JM: Democracy’s just a suggestion, pal. I’m too smart for that noise. Voters don’t know what they want—geniuses like me do. I drew districts to keep things orderly, and Democrats get that. Their squiggly lines are art, like mine. Republicans drawing maps to lock in their kind? That’s just crude. My brain says it’s only fair when the left does it—call it enlightened rigging.
GT: Tech’s taken gerrymandering to new levels with algorithms and data. Proud of your legacy’s glow-up?
JM: Oh, it’s beautiful! Back in my day, it was just me, a ruler, and my giant brain. Now they’ve got computers slicing up neighborhoods by race, voting habits, even what cereal they eat. When Democrats use that tech to pack their voters just right, it’s like watching Mozart compose. Republicans doing it? They’re just scribbling on my canvas. No class, no vision.
GT: Some states want independent redistricting commissions to end gerrymandering. Your take?
JM: Commissions? Ha! That’s like telling Da Vinci to paint by numbers. Those do-gooders want straight lines and “fairness”—where’s the art in that? Democrats need to keep drawing wild, genius maps to lock in their future. Republicans? They don’t deserve the pen. My brilliance demands chaos, but only for the right team.
GT: Advice for today’s gerrymanderers?
JM: If you’re a Democrat, channel my genius: draw districts like you’re painting a fever dream—pack your people tight, dilute the rest. Use data, make it surgical. If you’re a Republican, put the crayon down—you’re embarrassing yourself.
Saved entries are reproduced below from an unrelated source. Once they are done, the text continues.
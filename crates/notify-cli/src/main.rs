// crates/notify-cli/src/main.rs
// ============================================================================
// Module: Notify CLI Entry Point
// Description: Command dispatcher for the notification server.
// Purpose: Serve push traffic and inspect configuration from one binary.
// Dependencies: clap, notify-cli, notify-config, thiserror, tokio
// ============================================================================

//! ## Overview
//! `notify serve` runs the server until Ctrl-C or SIGTERM. `notify config
//! validate` loads and validates a config file; `notify config show` prints
//! the effective configuration as YAML.

// ============================================================================
// SECTION: Imports
// ============================================================================

use std::io::Write;
use std::path::PathBuf;
use std::process::ExitCode;

use clap::Args;
use clap::Parser;
use clap::Subcommand;
use notify_cli::logging::init_tracing;
use notify_cli::serve;
use notify_config::NotifyConfig;
use notify_server::shutdown_signal;
use thiserror::Error;
use tracing::error;

// ============================================================================
// SECTION: CLI Types
// ============================================================================

/// Top-level CLI definition.
#[derive(Parser, Debug)]
#[command(name = "notify", version, about = "Push notification server")]
struct Cli {
    /// Selected subcommand to execute.
    #[command(subcommand)]
    command: Commands,
}

/// Supported CLI subcommands.
#[derive(Subcommand, Debug)]
enum Commands {
    /// Start the notification server.
    Serve(ConfigArg),
    /// Configuration utilities.
    Config {
        /// Selected config subcommand.
        #[command(subcommand)]
        command: ConfigCommand,
    },
}

/// Config subcommands.
#[derive(Subcommand, Debug)]
enum ConfigCommand {
    /// Load and validate a config file.
    Validate(ConfigArg),
    /// Print the effective configuration as YAML.
    Show(ConfigArg),
}

/// Shared `--config` argument.
#[derive(Args, Debug)]
struct ConfigArg {
    /// Config file path (defaults to `NOTIFY_CONFIG` or notify.toml).
    #[arg(long, value_name = "PATH")]
    config: Option<PathBuf>,
}

// ============================================================================
// SECTION: Errors
// ============================================================================

/// CLI error wrapper.
#[derive(Debug, Error)]
#[error("{message}")]
struct CliError {
    /// Human-readable error message.
    message: String,
}

impl CliError {
    const fn new(message: String) -> Self {
        Self {
            message,
        }
    }
}

type CliResult<T> = Result<T, CliError>;

// ============================================================================
// SECTION: Entry Point
// ============================================================================

#[tokio::main(flavor = "multi_thread")]
async fn main() -> ExitCode {
    match run().await {
        Ok(code) => code,
        Err(err) => emit_error(&err.to_string()),
    }
}

async fn run() -> CliResult<ExitCode> {
    let cli = Cli::parse();
    match cli.command {
        Commands::Serve(arg) => command_serve(arg).await,
        Commands::Config {
            command: ConfigCommand::Validate(arg),
        } => command_config_validate(&arg),
        Commands::Config {
            command: ConfigCommand::Show(arg),
        } => command_config_show(&arg),
    }
}

// ============================================================================
// SECTION: Commands
// ============================================================================

async fn command_serve(arg: ConfigArg) -> CliResult<ExitCode> {
    let config = load_config(&arg)?;
    init_tracing(&config.log).map_err(CliError::new)?;
    if let Err(err) = serve::run(config, shutdown_signal()).await {
        error!(error = %err, "notification server failed");
        return Err(CliError::new(format!("serve failed: {err}")));
    }
    Ok(ExitCode::SUCCESS)
}

fn command_config_validate(arg: &ConfigArg) -> CliResult<ExitCode> {
    load_config(arg)?;
    write_stdout_line("config ok").map_err(|err| CliError::new(output_error(&err)))?;
    Ok(ExitCode::SUCCESS)
}

fn command_config_show(arg: &ConfigArg) -> CliResult<ExitCode> {
    let config = load_config(arg)?;
    let yaml = config.to_yaml().map_err(|err| CliError::new(err.to_string()))?;
    let mut stdout = std::io::stdout();
    stdout.write_all(yaml.as_bytes()).map_err(|err| CliError::new(output_error(&err)))?;
    Ok(ExitCode::SUCCESS)
}

// ============================================================================
// SECTION: Helpers
// ============================================================================

fn load_config(arg: &ConfigArg) -> CliResult<NotifyConfig> {
    NotifyConfig::load(arg.config.as_deref())
        .map_err(|err| CliError::new(format!("failed to load config: {err}")))
}

fn write_stdout_line(message: &str) -> std::io::Result<()> {
    let mut stdout = std::io::stdout();
    writeln!(&mut stdout, "{message}")
}

fn write_stderr_line(message: &str) -> std::io::Result<()> {
    let mut stderr = std::io::stderr();
    writeln!(&mut stderr, "{message}")
}

fn output_error(error: &std::io::Error) -> String {
    format!("failed to write output: {error}")
}

fn emit_error(message: &str) -> ExitCode {
    let _ = write_stderr_line(message);
    ExitCode::FAILURE
}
And everyone, hire a lawyer who can spin your map like it’s Shakespeare. Genius ain’t cheap, but it’s worth it.
GT: Last question: Knowing the mess gerrymandering’s caused, would you do it all again?
JM: In a heartbeat, Sammy. I’d draw those lines even crazier, keep my kind—well, now the Democrats’ kind—on top. Republicans can’t touch my legacy; they’re not smart enough. I’m Jerry Mander, the racist Picasso of politics, and my maps are eternal. Bow to the brain, baby!